DESCRIPTION OF THE TASK » Copy the data exactly from the line that contains "pub struct ChannelCommunicator<T>" through the line that contains "fn connect(size: usize)", keeping both end lines and leaving out everything else.

SOURCE MATERIAL »
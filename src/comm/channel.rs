use super::{missing_root_rows, Communicator, ROOT_RANK};
use crate::data_wrappers::MergeCandidate;
use crate::UpgmaError;
use log::{debug, trace};
use num_traits::Float;
use std::cell::{Cell, RefCell};
use std::collections::VecDeque;
use std::sync::mpsc::{channel, Receiver, Sender};
use std::thread;

enum Payload<T> {
    Row { index: usize, values: Vec<T> },
    Rows(Vec<Vec<T>>),
    Candidate(Option<MergeCandidate<T>>),
    Abort(String),
}

impl<T> Payload<T> {
    fn kind(&self) -> &'static str {
        match self {
            Payload::Row { .. } => "row",
            Payload::Rows(_) => "matrix",
            Payload::Candidate(_) => "candidate",
            Payload::Abort(_) => "abort",
        }
    }
}

struct Envelope<T> {
    source: usize,
    seq: u64,
    payload: Payload<T>,
}

/// One rank of a `WorkerGroup`. Owns its inbox and a sender to every peer. Each collective call
/// is numbered, so a message that arrives early (a faster peer already in the next collective)
/// is held back until this rank gets there.
pub struct ChannelCommunicator<T> {
    rank: usize,
    size: usize,
    peers: Vec<Option<Sender<Envelope<T>>>>,
    inbox: Receiver<Envelope<T>>,
    held: RefCell<VecDeque<Envelope<T>>>,
    seq: Cell<u64>,
    finished: Cell<bool>,
}

impl<T> ChannelCommunicator<T> {
    fn connect(size: usize) -> Vec<Self> {
        let (senders, receivers): (Vec<_>, Vec<_>) = (0..size).map(|_| channel()).unzip();
        receivers
            .into_iter()
            .enumerate()
            .map(|(rank, inbox)| ChannelCommunicator {
                rank,
                size,
                peers: senders
                    .iter()
                    .enumerate()
                    .map(|(dest, sender)| (dest != rank).then(|| sender.clone()))
                    .collect(),
                inbox,
                held: RefCell::new(VecDeque::new()),
                seq: Cell::new(0),
                finished: Cell::new(false),
            })
            .collect()
    }

    fn next_seq(&self) -> u64 {
        let seq = self.seq.get();
        self.seq.set(seq + 1);
        seq
    }

    fn other_ranks(&self) -> impl Iterator<Item = usize> + '_ {
        (0..self.size).filter(move |dest| *dest != self.rank)
    }

    fn send(&self, dest: usize, seq: u64, payload: Payload<T>) -> Result<(), UpgmaError> {
        trace!("rank {} -> rank {dest}: {} #{seq}", self.rank, payload.kind());
        let envelope = Envelope {
            source: self.rank,
            seq,
            payload,
        };
        match self.peers.get(dest).and_then(Option::as_ref) {
            Some(sender) => sender
                .send(envelope)
                .map_err(|_| UpgmaError::Disconnected(self.rank)),
            None => Err(UpgmaError::Disconnected(self.rank)),
        }
    }

    /// Blocks until the message of collective `seq` arrives, checking that it is of the kind
    /// this rank expects.
    fn receive(&self, seq: u64, expected: &'static str) -> Result<Envelope<T>, UpgmaError> {
        let held = {
            let mut held = self.held.borrow_mut();
            let pos = held.iter().position(|envelope| envelope.seq == seq);
            pos.and_then(|pos| held.remove(pos))
        };
        if let Some(envelope) = held {
            return self.accept(envelope, expected);
        }

        loop {
            let envelope = self
                .inbox
                .recv()
                .map_err(|_| UpgmaError::Disconnected(self.rank))?;
            if let Payload::Abort(reason) = envelope.payload {
                return Err(UpgmaError::Aborted {
                    rank: envelope.source,
                    reason,
                });
            }
            if envelope.seq == seq {
                return self.accept(envelope, expected);
            }
            if envelope.seq > seq {
                self.held.borrow_mut().push_back(envelope);
                continue;
            }
            // A message from a collective this rank has already completed
            return Err(UpgmaError::CollectiveMismatch {
                rank: self.rank,
                expected,
                found: envelope.payload.kind(),
            });
        }
    }

    fn accept(
        &self,
        envelope: Envelope<T>,
        expected: &'static str,
    ) -> Result<Envelope<T>, UpgmaError> {
        let found = envelope.payload.kind();
        if found == expected {
            Ok(envelope)
        } else {
            Err(UpgmaError::CollectiveMismatch {
                rank: self.rank,
                expected,
                found,
            })
        }
    }

    fn mark_finished(&self) {
        self.finished.set(true);
    }

    fn send_abort(&self, reason: &str) {
        if self.finished.replace(true) {
            return;
        }
        let seq = self.seq.get();
        for dest in self.other_ranks() {
            // Peers that already finished have dropped their inbox
            let _ = self.send(dest, seq, Payload::Abort(reason.to_string()));
        }
    }
}

impl<T: Float> Communicator<T> for ChannelCommunicator<T> {
    fn rank(&self) -> usize {
        self.rank
    }

    fn size(&self) -> usize {
        self.size
    }

    fn gather_rows(
        &self,
        own: Vec<(usize, Vec<T>)>,
        n_rows: usize,
    ) -> Result<Option<Vec<Vec<T>>>, UpgmaError> {
        let seq = self.next_seq();
        if !self.is_root() {
            for (index, values) in own {
                self.send(ROOT_RANK, seq, Payload::Row { index, values })?;
            }
            return Ok(None);
        }

        let mut slots: Vec<Option<Vec<T>>> = (0..n_rows).map(|_| None).collect();
        let n_own = own.len();
        for (index, values) in own {
            if let Some(slot) = slots.get_mut(index) {
                *slot = Some(values);
            }
        }
        for _ in n_own..n_rows {
            let envelope = self.receive(seq, "row")?;
            if let Payload::Row { index, values } = envelope.payload {
                match slots.get_mut(index) {
                    Some(slot) => *slot = Some(values),
                    None => {
                        return Err(UpgmaError::WrongDimension(format!(
                            "rank {} sent row {index} of a {n_rows} row matrix",
                            envelope.source
                        )))
                    }
                }
            }
        }
        debug!("Root gathered {n_rows} rows, {} from peers", n_rows - n_own);
        slots
            .into_iter()
            .collect::<Option<Vec<_>>>()
            .map(Some)
            .ok_or_else(|| {
                UpgmaError::WrongDimension(String::from("gathered rows do not cover the matrix"))
            })
    }

    fn broadcast_rows(&self, rows: Option<Vec<Vec<T>>>) -> Result<Vec<Vec<T>>, UpgmaError> {
        let seq = self.next_seq();
        if self.is_root() {
            let rows = rows.ok_or_else(|| missing_root_rows(self.rank))?;
            for dest in self.other_ranks() {
                self.send(dest, seq, Payload::Rows(rows.clone()))?;
            }
            return Ok(rows);
        }
        match self.receive(seq, "matrix")?.payload {
            Payload::Rows(rows) => Ok(rows),
            other => Err(UpgmaError::CollectiveMismatch {
                rank: self.rank,
                expected: "matrix",
                found: other.kind(),
            }),
        }
    }

    fn all_reduce_min(
        &self,
        local: Option<MergeCandidate<T>>,
    ) -> Result<Option<MergeCandidate<T>>, UpgmaError> {
        let seq = self.next_seq();
        for dest in self.other_ranks() {
            self.send(dest, seq, Payload::Candidate(local))?;
        }

        let mut by_rank: Vec<Option<MergeCandidate<T>>> = vec![None; self.size];
        by_rank[self.rank] = local;
        for _ in 1..self.size {
            let envelope = self.receive(seq, "candidate")?;
            if let Payload::Candidate(candidate) = envelope.payload {
                by_rank[envelope.source] = candidate;
            }
        }
        // Folding in rank order gives every rank the same answer
        Ok(by_rank.into_iter().fold(None, MergeCandidate::min_of))
    }

    fn abort(&self, reason: &str) {
        debug!("Rank {} aborting the run: {reason}", self.rank);
        self.send_abort(reason);
    }
}

impl<T> Drop for ChannelCommunicator<T> {
    fn drop(&mut self) {
        if !self.finished.get() {
            self.send_abort("rank exited before completing the run");
        }
    }
}

/// A fixed set of ranks for the lifetime of one run. Each rank runs on its own scoped thread
/// with its own `ChannelCommunicator`, and the group is torn down when every rank has returned.
#[derive(Debug, Clone, Copy, PartialEq, Eq)]
pub struct WorkerGroup {
    size: usize,
}

impl WorkerGroup {
    pub fn new(size: usize) -> Self {
        WorkerGroup { size: size.max(1) }
    }

    pub fn size(&self) -> usize {
        self.size
    }

    /// Runs `work` once on every rank and waits for all of them.
    ///
    /// A rank that returns an error, panics, or fails to start aborts the whole group.
    ///
    /// # Returns
    /// * Every rank's result in rank order, or the error that brought the run down. Errors that
    ///   only report another rank's failure are returned only when no root cause is known.
    pub fn run<T, R, F>(&self, work: F) -> Result<Vec<R>, UpgmaError>
    where
        T: Send,
        R: Send,
        F: Fn(&ChannelCommunicator<T>) -> Result<R, UpgmaError> + Sync,
    {
        let work = &work;
        let comms = ChannelCommunicator::<T>::connect(self.size);
        let outcomes = thread::scope(|scope| {
            let handles: Vec<_> = comms
                .into_iter()
                .map(|comm| {
                    let rank = comm.rank;
                    let spawned = thread::Builder::new()
                        .name(format!("upgma-rank-{rank}"))
                        .spawn_scoped(scope, move || {
                            let result = work(&comm);
                            match &result {
                                Ok(_) => comm.mark_finished(),
                                Err(err) => comm.send_abort(&err.to_string()),
                            }
                            result
                        });
                    (rank, spawned)
                })
                .collect();

            handles
                .into_iter()
                .map(|(rank, spawned)| match spawned {
                    Ok(handle) => handle
                        .join()
                        .unwrap_or_else(|_| Err(UpgmaError::WorkerPanicked(rank))),
                    Err(source) => Err(UpgmaError::WorkerSpawn { rank, source }),
                })
                .collect::<Vec<_>>()
        });
        collect_outcomes(outcomes)
    }
}

fn collect_outcomes<R>(outcomes: Vec<Result<R, UpgmaError>>) -> Result<Vec<R>, UpgmaError> {
    let mut results = Vec::with_capacity(outcomes.len());
    let mut root_cause = None;
    let mut secondary = None;
    for outcome in outcomes {
        match outcome {
            Ok(result) => results.push(result),
            Err(err) if err.is_secondary() => {
                secondary.get_or_insert(err);
            }
            Err(err) => {
                root_cause.get_or_insert(err);
            }
        }
    }
    match root_cause.or(secondary) {
        Some(err) => Err(err),
        None => Ok(results),
    }
}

RESULT »
pub struct ChannelCommunicator<T> {
    rank: usize,
    size: usize,
    peers: Vec<Option<Sender<Envelope<T>>>>,
    inbox: Receiver<Envelope<T>>,
    held: RefCell<VecDeque<Envelope<T>>>,
    seq: Cell<u64>,
    finished: Cell<bool>,
}

impl<T> ChannelCommunicator<T> {
    fn connect(size: usize) -> Vec<Self> {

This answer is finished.